Different recent investigations have moved actors into the foreground. Technical expertise on one side is coupled with financial resources and market logic and on the other side with path dependencies enabling businesses to influence political praxis (for example, referring to the frequently instrumentalized jobs argument…
Colin Crouch (2011) puts a spin on the problem of path-dependencies when he thematicizes the (unintended) bias of regulatory authorities through regulatory capture. Authorities that should enforce the interests of politics identify with those to be regulated and adopt their perspective in trusting the technical knowledge of economic experts and ignore other argumentations and ways of thinking. This thesis is confirmed by a recent study of financial market regulation by politicians. Many new regulations are sensible but are strongly committed to the logic of the system and increase its complexity. This generates “an enormous bureaucracy of banks and monitoring authorities and a pseudosecurity.” Fewer simple but severe rules are necessary (Giegold 2016).
Experts and regulators act against the material interests of the majority out of ignorance or because of globalization pressures… The actions of elites are drivers of development.
This crisis can be interpreted as an “elite debacle” building on analyses of the 2007 financial and economic crisis.
Palan describes the offshore economy as a result of a symbiotic relation between political and economic elites and does not only take up the dichotomy of market and state. According to Palan, the nation state can only act because the ruling elites wanted to avoid Conflict with financial backers and passed specific laws for international investors that led to a bifurcation of the legal system. Thorstein Veblen’s typology of the businessman – a central actor in capitalism – also explains the genesis and dynamic of the offshore economy. The businessman realizes profits through the principle of sabotage, namely by systematically cheating others. In the case of the offshore economy, laws are systematically used against the intention of the legislators (Palan and Nesvetailova 2011).

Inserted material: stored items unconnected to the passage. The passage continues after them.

//! Ordered buffer registry.

use std::path::Path;

use anyhow::{anyhow, Result};
use reorder_buffer::TextBuffer;
use reorder_core::BufferHandle;

/// Listed buffer with its handle.
#[derive(Debug)]
pub struct BufferEntry {
    handle: BufferHandle,
    buffer: TextBuffer,
}

impl BufferEntry {
    pub fn handle(&self) -> BufferHandle {
        self.handle
    }

    pub fn buffer(&self) -> &TextBuffer {
        &self.buffer
    }

    pub fn buffer_mut(&mut self) -> &mut TextBuffer {
        &mut self.buffer
    }
}

/// Buffers in listing order, one of which is active.
#[derive(Debug)]
pub struct BufferList {
    entries: Vec<BufferEntry>,
    active_index: Option<usize>,
    /// Next handle to hand out (handles are never reused)
    next_handle: u32,
}

impl Default for BufferList {
    fn default() -> Self {
        Self::new()
    }
}

impl BufferList {
    /// Create empty list.
    pub fn new() -> Self {
        Self {
            entries: Vec::new(),
            active_index: None,
            next_handle: 1,
        }
    }

    /// Append buffer to the end of the list and make it active.
    pub fn add(&mut self, buffer: TextBuffer) -> BufferHandle {
        let handle = BufferHandle(self.next_handle);
        self.next_handle += 1;

        self.entries.push(BufferEntry { handle, buffer });
        self.active_index = Some(self.entries.len() - 1);
        handle
    }

    /// Open file as in `:edit`.
    ///
    /// Focuses the existing buffer if the path is already listed, otherwise
    /// appends a new buffer and focuses it.
    pub fn open(&mut self, path: &Path) -> Result<BufferHandle> {
        if let Some(index) = self.position_of_path(path) {
            self.active_index = Some(index);
            return Ok(self.entries[index].handle);
        }

        let buffer = TextBuffer::open(path)?;
        let handle = self.add(buffer);
        log::debug!("Opened buffer {} for {}", handle, path.display());
        Ok(handle)
    }

    /// Remove buffer by handle.
    pub fn remove(&mut self, handle: BufferHandle) -> Result<TextBuffer> {
        let index = self.require_position(handle)?;
        let entry = self.entries.remove(index);

        // Adjust active_index
        self.active_index = match self.active_index {
            _ if self.entries.is_empty() => None,
            Some(active) if active > index => Some(active - 1),
            Some(active) if active >= self.entries.len() => Some(self.entries.len() - 1),
            other => other,
        };

        Ok(entry.buffer)
    }

    /// Focus buffer by handle.
    pub fn set_active(&mut self, handle: BufferHandle) -> Result<()> {
        let index = self.require_position(handle)?;
        self.active_index = Some(index);
        Ok(())
    }

    /// Get active buffer index.
    pub fn active_index(&self) -> Option<usize> {
        self.active_index
    }

    /// Get active buffer handle.
    pub fn active_handle(&self) -> Option<BufferHandle> {
        self.active().map(BufferEntry::handle)
    }

    /// Get reference to active entry.
    pub fn active(&self) -> Option<&BufferEntry> {
        self.active_index.and_then(|i| self.entries.get(i))
    }

    /// Get mutable reference to active entry.
    pub fn active_mut(&mut self) -> Option<&mut BufferEntry> {
        self.active_index.and_then(|i| self.entries.get_mut(i))
    }

    /// Switch to next buffer (`:bnext`).
    pub fn next_buffer(&mut self) {
        if let Some(active) = self.active_index {
            self.active_index = Some((active + 1) % self.entries.len());
        }
    }

    /// Switch to previous buffer (`:bprev`).
    pub fn prev_buffer(&mut self) {
        if let Some(active) = self.active_index {
            self.active_index = Some(if active == 0 {
                self.entries.len() - 1
            } else {
                active - 1
            });
        }
    }

    /// Switch to first buffer (`:bfirst`).
    pub fn first_buffer(&mut self) {
        if !self.entries.is_empty() {
            self.active_index = Some(0);
        }
    }

    /// Switch to last buffer (`:blast`).
    pub fn last_buffer(&mut self) {
        if !self.entries.is_empty() {
            self.active_index = Some(self.entries.len() - 1);
        }
    }

    /// Move buffer to `position`, shifting the entries in between.
    ///
    /// The active buffer stays the same even though its index may change.
    pub fn move_buffer(&mut self, handle: BufferHandle, position: usize) -> Result<()> {
        let from = self.require_position(handle)?;
        if position >= self.entries.len() {
            return Err(anyhow!(
                "Buffer position {} out of bounds (have {} buffers)",
                position,
                self.entries.len()
            ));
        }
        if from == position {
            return Ok(());
        }

        let active = self.active_handle();
        let entry = self.entries.remove(from);
        self.entries.insert(position, entry);

        if let Some(active) = active {
            self.active_index = self.position_of(active);
        }

        Ok(())
    }

    /// Get number of buffers in list.
    pub fn len(&self) -> usize {
        self.entries.len()
    }

    /// Check if list is empty.
    pub fn is_empty(&self) -> bool {
        self.entries.is_empty()
    }

    /// Get reference to entries in listing order.
    pub fn entries(&self) -> &[BufferEntry] {
        &self.entries
    }

    /// Get entry by handle.
    pub fn get(&self, handle: BufferHandle) -> Option<&BufferEntry> {
        self.entries.iter().find(|e| e.handle == handle)
    }

    /// Get mutable entry by handle.
    pub fn get_mut(&mut self, handle: BufferHandle) -> Option<&mut BufferEntry> {
        self.entries.iter_mut().find(|e| e.handle == handle)
    }

    /// Index of buffer in the listing.
    pub fn position_of(&self, handle: BufferHandle) -> Option<usize> {
        self.entries.iter().position(|e| e.handle == handle)
    }

    fn position_of_path(&self, path: &Path) -> Option<usize> {
        self.entries
            .iter()
            .position(|e| e.buffer.file_path() == Some(path))
    }

    fn require_position(&self, handle: BufferHandle) -> Result<usize> {
        self.position_of(handle)
            .ok_or_else(|| anyhow!("Buffer {} does not exist", handle))
    }
}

Elite discourse exists in the realm of tax flight and tax avoidance… Oasis refers to a fruitful place in the wilderness. Tax paradise has positive connotations. The English term tax haven alludes to a haven as a protective space. The term offshore suggests an island off the coast and implies this is hard to reach. Different violent metaphors are frequently used with the term tax fraud or tax flight, persons breaking the law. Nature metaphors like the cash flow or money flow or capital as a timid deer make social institutions seem like natural laws. Counter-metaphors like shadow banks or black lists are hard to popularize and often are not accepted or are only known to insiders. One example is the term secrecy jurisdiction that the Tax Justice Network uses instead of the tax oasis with its positive connotations.… The case of tax havens also demonstrates that enlightenment and pressure can initiate a policy change if enough efforts are made…
Tax flight and tax avoidance should be prevented in the long-term. Questions of democratic control in complex societies are crucial. Questions of inequality, economic power and hegemonial thinking focus on the pressure on legal systems and privileges for the economically favored. Combating the offshore economy is a social project and not only a political-technical challenge.